▶ Records supplied
================
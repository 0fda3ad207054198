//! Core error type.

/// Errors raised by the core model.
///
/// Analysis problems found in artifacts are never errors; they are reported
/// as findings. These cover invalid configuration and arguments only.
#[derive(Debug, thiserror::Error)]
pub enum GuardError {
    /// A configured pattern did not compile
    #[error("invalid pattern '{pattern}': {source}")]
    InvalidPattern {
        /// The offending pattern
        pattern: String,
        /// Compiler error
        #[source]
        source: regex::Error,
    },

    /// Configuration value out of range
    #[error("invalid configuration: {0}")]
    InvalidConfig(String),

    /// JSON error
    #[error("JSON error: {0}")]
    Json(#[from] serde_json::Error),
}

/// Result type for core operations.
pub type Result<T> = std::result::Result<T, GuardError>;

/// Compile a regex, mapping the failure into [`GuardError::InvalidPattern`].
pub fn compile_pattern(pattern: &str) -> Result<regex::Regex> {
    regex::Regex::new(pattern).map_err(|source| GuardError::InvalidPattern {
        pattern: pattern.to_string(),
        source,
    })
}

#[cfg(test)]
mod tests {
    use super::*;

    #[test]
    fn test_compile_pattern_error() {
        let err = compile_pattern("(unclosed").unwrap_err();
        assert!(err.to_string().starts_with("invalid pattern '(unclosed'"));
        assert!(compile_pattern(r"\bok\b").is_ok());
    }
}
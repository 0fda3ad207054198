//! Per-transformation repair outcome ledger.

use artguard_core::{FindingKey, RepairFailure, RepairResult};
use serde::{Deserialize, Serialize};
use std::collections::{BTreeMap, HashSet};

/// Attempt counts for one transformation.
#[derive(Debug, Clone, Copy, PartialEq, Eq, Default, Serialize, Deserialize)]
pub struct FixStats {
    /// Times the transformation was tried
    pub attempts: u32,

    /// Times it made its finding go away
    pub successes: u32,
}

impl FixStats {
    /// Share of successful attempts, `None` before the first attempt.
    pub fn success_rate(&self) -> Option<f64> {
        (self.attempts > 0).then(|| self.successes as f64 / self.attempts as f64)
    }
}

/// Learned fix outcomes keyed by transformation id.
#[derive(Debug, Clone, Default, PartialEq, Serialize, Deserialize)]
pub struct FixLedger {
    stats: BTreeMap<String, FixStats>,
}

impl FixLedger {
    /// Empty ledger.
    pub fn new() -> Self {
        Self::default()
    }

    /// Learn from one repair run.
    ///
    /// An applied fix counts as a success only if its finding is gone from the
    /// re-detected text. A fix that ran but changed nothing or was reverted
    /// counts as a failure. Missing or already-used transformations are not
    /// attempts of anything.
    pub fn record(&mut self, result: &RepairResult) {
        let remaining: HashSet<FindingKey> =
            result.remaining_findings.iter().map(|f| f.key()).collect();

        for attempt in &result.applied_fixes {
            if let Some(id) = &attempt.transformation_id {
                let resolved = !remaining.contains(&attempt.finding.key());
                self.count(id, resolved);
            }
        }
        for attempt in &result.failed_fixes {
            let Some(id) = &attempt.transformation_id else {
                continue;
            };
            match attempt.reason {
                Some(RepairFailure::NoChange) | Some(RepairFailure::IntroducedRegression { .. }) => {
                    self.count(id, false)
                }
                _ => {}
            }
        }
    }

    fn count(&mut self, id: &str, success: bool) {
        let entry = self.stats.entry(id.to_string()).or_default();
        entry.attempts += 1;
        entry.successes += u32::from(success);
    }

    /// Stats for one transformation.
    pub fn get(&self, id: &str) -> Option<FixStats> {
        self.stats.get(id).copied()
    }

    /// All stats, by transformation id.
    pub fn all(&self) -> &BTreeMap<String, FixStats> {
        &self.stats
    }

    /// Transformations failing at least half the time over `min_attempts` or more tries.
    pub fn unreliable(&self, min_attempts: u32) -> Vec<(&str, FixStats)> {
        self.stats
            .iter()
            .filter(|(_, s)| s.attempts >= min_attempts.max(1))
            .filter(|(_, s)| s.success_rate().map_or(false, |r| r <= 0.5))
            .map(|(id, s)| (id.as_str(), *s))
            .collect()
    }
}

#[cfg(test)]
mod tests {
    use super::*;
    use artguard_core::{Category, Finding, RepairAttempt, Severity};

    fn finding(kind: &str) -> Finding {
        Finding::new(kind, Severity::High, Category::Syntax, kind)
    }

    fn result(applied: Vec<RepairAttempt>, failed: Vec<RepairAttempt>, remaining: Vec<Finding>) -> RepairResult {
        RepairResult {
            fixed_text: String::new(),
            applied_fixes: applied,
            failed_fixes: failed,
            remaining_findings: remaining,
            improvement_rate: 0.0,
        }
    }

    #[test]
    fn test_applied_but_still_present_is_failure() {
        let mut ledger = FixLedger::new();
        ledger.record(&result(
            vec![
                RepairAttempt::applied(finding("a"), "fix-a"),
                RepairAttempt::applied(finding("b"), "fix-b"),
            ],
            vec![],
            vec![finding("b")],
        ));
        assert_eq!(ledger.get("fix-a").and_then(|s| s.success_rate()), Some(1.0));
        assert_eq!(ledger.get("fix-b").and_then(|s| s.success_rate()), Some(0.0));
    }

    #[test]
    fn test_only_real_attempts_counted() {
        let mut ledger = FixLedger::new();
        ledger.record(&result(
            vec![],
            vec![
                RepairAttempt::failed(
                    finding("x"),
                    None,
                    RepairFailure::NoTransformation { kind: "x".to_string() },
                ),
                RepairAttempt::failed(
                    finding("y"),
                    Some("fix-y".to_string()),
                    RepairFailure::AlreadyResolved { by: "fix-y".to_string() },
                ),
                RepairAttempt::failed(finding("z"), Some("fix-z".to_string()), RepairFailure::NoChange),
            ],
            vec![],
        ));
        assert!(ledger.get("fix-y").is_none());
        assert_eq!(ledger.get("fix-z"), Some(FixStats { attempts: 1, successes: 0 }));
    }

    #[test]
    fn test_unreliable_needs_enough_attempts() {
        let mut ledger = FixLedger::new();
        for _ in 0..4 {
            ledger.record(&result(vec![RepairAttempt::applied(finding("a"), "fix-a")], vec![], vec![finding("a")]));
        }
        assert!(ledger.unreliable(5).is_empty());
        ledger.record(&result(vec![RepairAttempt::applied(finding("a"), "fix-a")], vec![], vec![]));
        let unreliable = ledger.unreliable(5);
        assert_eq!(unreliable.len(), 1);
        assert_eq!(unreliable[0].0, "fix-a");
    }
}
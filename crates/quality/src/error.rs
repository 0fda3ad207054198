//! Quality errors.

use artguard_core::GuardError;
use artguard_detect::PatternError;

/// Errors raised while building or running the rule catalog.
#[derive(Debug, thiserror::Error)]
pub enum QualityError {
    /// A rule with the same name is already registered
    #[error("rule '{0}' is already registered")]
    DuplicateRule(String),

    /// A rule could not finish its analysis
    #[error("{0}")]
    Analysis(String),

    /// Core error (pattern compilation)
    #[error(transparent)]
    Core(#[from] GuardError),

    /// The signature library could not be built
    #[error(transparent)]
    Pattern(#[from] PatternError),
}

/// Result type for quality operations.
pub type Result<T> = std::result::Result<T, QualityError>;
================
▶ What to produce
Please copy exactly, and only, the lines from the line containing "for quality operations." through the last line of the records, with both ends included.

▶ Your solution
/// Result type for quality operations.
pub type Result<T> = std::result::Result<T, QualityError>;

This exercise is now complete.